_Exercise prompt_
Output must match the data below exactly from its first line through the line that contains "#[derive(Clone)]", with no other line.

_Dataset extract_
• • •

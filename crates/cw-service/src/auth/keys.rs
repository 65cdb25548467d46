//! Process-wide signing key material.
//!
//! The secret is decoded exactly once at startup and the resulting key
//! material is shared read-only for the process lifetime. Key bytes are
//! never printed; Debug output is redacted.

use base64::{engine::general_purpose::STANDARD, Engine as _};
use jsonwebtoken::{DecodingKey, EncodingKey};
use std::fmt;

/// HMAC-SHA-256 key material built from the configured secret.
#[derive(Clone)]
pub struct KeyMaterial {
    encoding: EncodingKey,
    decoding: DecodingKey,
}

impl KeyMaterial {
    /// Build key material from a configured secret.
    ///
    /// Lenient decode to tolerate configuration variance: the secret is
    /// first treated as standard base64; if that fails its literal UTF-8
    /// bytes are used. Called once at startup, never per request.
    pub fn from_secret(secret: &str) -> Self {
        let bytes = STANDARD
            .decode(secret.trim())
            .unwrap_or_else(|_| secret.as_bytes().to_vec());

        Self {
            encoding: EncodingKey::from_secret(&bytes),
            decoding: DecodingKey::from_secret(&bytes),
        }
    }

    pub fn encoding(&self) -> &EncodingKey {
        &self.encoding
    }

    pub fn decoding(&self) -> &DecodingKey {
        &self.decoding
    }
}

impl fmt::Debug for KeyMaterial {
    fn fmt(&self, f: &mut fmt::Formatter<'_>) -> fmt::Result {
        f.debug_struct("KeyMaterial")
            .field("encoding", &"[REDACTED]")
            .field("decoding", &"[REDACTED]")
            .finish()
    }
}
//! Service error type with HTTP status mapping.
//!
//! The `IntoResponse` impl here is the single place denial bodies are
//! constructed: every authentication failure collapses to one generic 401
//! message (internal detail is logged, never sent), while authorization
//! failures get a 403 whose message is selected from the denied path and
//! method. No handler writes its own denial shape.

use axum::{
    http::{Method, StatusCode},
    response::{IntoResponse, Response},
    Json,
};
use thiserror::Error;

use crate::models::ApiResponse;

/// Generic message for every 401 outcome. Which verification step failed
/// is intentionally not disclosed to the caller.
const UNAUTHORIZED_MESSAGE: &str = "Authentication is required to access this resource.";

#[derive(Debug, Error)]
pub enum ApiError {
    // --- authentication taxonomy ---
    #[error("no credential presented")]
    NoCredential,

    #[error("malformed token")]
    MalformedToken,

    #[error("invalid token signature")]
    InvalidSignature,

    #[error("unsupported token format")]
    UnsupportedTokenFormat,

    #[error("expired token")]
    ExpiredToken,

    #[error("wrong token kind")]
    WrongTokenKind,

    #[error("unknown subject")]
    UnknownSubject,

    #[error("invalid credentials")]
    InvalidCredentials,

    // --- authorization ---
    #[error("insufficient role for {method} {path}")]
    InsufficientRole { method: Method, path: String },

    // --- collaborator / request errors ---
    #[error("duplicate email")]
    DuplicateEmail,

    #[error("{resource} not found")]
    NotFound { resource: &'static str },

    #[error("bad request: {0}")]
    BadRequest(String),

    #[error("database error: {0}")]
    Database(String),
}

/// Select the context-specific 403 message for a denied request.
///
/// Distinct copy for the admin listing and for delete permission; a generic
/// fallback covers every other denial.
fn forbidden_message(method: &Method, path: &str) -> &'static str {
    if *method == Method::DELETE {
        "You do not have permission to delete this resource."
    } else if path.starts_with("/api/admin/users") {
        "You do not have permission to view the user list."
    } else if path.starts_with("/api/admin") {
        "You do not have permission to access administrative resources."
    } else {
        "You do not have permission to access this resource."
    }
}

impl IntoResponse for ApiError {
    fn into_response(self) -> Response {
        let (status, message) = match &self {
            ApiError::NoCredential
            | ApiError::MalformedToken
            | ApiError::InvalidSignature
            | ApiError::UnsupportedTokenFormat
            | ApiError::ExpiredToken
            | ApiError::WrongTokenKind
            | ApiError::UnknownSubject => {
                (StatusCode::UNAUTHORIZED, UNAUTHORIZED_MESSAGE.to_string())
            }

            ApiError::InvalidCredentials => (
                StatusCode::UNAUTHORIZED,
                "Invalid email or password.".to_string(),
            ),

            ApiError::InsufficientRole { method, path } => (
                StatusCode::FORBIDDEN,
                forbidden_message(method, path).to_string(),
            ),

            ApiError::DuplicateEmail => (
                StatusCode::CONFLICT,
                "An account with this email already exists.".to_string(),
            ),

            ApiError::NotFound { resource } => {
                (StatusCode::NOT_FOUND, format!("{resource} not found."))
            }

            ApiError::BadRequest(message) => (StatusCode::BAD_REQUEST, message.clone()),

            ApiError::Database(_) => (
                StatusCode::INTERNAL_SERVER_ERROR,
                "An internal error occurred.".to_string(),
            ),
        };

        (status, Json(ApiResponse::error(message))).into_response()
    }
}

• • •

_Your solution_
filename crates/cw-service/src/auth/keys.rs
repository 65cdb25548467d46
//! Process-wide signing key material.
//!
//! The secret is decoded exactly once at startup and the resulting key
//! material is shared read-only for the process lifetime. Key bytes are
//! never printed; Debug output is redacted.

use base64::{engine::general_purpose::STANDARD, Engine as _};
use jsonwebtoken::{DecodingKey, EncodingKey};
use std::fmt;

/// HMAC-SHA-256 key material built from the configured secret.
#[derive(Clone)]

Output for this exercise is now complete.